** Task directions **
Check each line of the material below for the string "remove", then report how many lines have it, and nothing else.

########

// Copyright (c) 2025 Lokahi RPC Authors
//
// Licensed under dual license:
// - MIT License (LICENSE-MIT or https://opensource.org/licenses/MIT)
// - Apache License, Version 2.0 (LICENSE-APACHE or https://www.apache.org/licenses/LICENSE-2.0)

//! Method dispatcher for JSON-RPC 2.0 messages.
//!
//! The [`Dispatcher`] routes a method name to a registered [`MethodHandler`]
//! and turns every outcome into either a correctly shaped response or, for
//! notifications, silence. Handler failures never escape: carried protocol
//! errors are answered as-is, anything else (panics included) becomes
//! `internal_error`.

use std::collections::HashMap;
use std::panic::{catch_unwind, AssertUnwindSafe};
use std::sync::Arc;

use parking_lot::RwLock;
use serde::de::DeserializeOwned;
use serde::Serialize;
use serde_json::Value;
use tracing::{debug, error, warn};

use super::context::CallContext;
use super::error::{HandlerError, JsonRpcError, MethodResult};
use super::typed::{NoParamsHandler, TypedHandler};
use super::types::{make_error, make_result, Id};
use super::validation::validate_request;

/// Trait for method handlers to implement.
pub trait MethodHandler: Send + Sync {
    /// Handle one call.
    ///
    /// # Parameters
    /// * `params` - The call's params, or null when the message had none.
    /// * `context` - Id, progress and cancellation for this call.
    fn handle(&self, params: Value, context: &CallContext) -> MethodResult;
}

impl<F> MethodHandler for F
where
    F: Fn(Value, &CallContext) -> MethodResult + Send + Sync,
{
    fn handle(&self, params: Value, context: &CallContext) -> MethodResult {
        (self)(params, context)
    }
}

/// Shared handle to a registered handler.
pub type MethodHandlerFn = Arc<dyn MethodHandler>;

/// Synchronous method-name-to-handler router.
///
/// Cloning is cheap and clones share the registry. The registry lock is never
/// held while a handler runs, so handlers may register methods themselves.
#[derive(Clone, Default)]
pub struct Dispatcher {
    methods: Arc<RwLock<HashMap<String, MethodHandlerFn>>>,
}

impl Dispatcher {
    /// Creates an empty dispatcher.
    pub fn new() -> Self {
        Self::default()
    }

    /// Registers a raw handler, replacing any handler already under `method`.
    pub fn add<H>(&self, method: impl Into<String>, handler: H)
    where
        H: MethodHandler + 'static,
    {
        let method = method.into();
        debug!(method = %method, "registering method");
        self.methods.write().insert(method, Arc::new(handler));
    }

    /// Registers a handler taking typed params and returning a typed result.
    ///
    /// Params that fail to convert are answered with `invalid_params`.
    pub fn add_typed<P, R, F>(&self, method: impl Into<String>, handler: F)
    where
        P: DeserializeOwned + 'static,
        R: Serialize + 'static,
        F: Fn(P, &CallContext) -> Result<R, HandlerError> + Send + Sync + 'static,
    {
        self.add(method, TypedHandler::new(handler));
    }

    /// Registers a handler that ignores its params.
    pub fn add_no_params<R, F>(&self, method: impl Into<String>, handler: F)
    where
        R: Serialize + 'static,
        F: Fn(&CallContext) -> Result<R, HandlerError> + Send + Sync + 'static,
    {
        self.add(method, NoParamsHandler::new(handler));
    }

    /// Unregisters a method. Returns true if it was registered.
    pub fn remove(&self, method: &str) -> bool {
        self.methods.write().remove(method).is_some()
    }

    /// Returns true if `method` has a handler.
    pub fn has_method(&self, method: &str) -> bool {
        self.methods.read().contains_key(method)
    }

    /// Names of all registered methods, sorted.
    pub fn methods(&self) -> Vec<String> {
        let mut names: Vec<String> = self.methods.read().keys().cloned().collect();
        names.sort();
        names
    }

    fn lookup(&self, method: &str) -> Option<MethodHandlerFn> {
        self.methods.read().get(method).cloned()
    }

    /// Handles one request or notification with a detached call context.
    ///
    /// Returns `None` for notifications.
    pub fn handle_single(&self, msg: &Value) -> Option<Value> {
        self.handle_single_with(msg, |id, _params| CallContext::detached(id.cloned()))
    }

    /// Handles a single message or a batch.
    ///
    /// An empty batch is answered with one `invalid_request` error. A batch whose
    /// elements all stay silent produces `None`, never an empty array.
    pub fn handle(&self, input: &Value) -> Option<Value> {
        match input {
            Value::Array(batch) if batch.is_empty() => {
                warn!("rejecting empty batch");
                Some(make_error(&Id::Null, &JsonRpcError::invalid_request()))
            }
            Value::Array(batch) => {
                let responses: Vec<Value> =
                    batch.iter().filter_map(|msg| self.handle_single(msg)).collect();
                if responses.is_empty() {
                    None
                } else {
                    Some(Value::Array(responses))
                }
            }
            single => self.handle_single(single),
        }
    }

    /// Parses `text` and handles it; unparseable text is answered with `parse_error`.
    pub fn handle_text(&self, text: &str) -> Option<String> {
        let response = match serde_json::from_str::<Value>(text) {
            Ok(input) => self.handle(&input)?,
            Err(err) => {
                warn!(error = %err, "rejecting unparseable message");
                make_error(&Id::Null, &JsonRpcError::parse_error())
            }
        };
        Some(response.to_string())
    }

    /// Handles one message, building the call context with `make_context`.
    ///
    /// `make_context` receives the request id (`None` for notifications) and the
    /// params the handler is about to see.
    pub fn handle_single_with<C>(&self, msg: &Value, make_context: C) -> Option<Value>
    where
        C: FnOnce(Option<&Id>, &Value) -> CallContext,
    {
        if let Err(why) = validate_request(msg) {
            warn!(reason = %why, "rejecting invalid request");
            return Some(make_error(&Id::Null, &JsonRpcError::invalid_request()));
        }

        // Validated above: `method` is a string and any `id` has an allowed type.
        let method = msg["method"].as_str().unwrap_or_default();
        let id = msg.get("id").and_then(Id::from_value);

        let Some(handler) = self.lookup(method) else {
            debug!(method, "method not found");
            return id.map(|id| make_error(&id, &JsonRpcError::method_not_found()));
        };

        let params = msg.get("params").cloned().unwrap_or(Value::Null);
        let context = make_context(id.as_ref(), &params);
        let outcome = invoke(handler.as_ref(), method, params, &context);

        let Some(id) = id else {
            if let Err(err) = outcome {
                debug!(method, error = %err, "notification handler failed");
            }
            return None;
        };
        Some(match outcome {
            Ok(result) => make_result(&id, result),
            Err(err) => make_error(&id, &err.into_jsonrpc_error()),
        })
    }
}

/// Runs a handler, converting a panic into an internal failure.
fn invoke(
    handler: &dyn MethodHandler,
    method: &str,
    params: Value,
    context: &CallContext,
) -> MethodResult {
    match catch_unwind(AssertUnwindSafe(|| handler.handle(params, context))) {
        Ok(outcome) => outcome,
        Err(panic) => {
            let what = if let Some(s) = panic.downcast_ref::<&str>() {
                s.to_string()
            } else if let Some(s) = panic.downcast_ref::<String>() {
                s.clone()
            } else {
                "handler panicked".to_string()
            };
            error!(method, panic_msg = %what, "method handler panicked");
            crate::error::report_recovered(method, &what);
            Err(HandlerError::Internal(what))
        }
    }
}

########

** Final answer **
2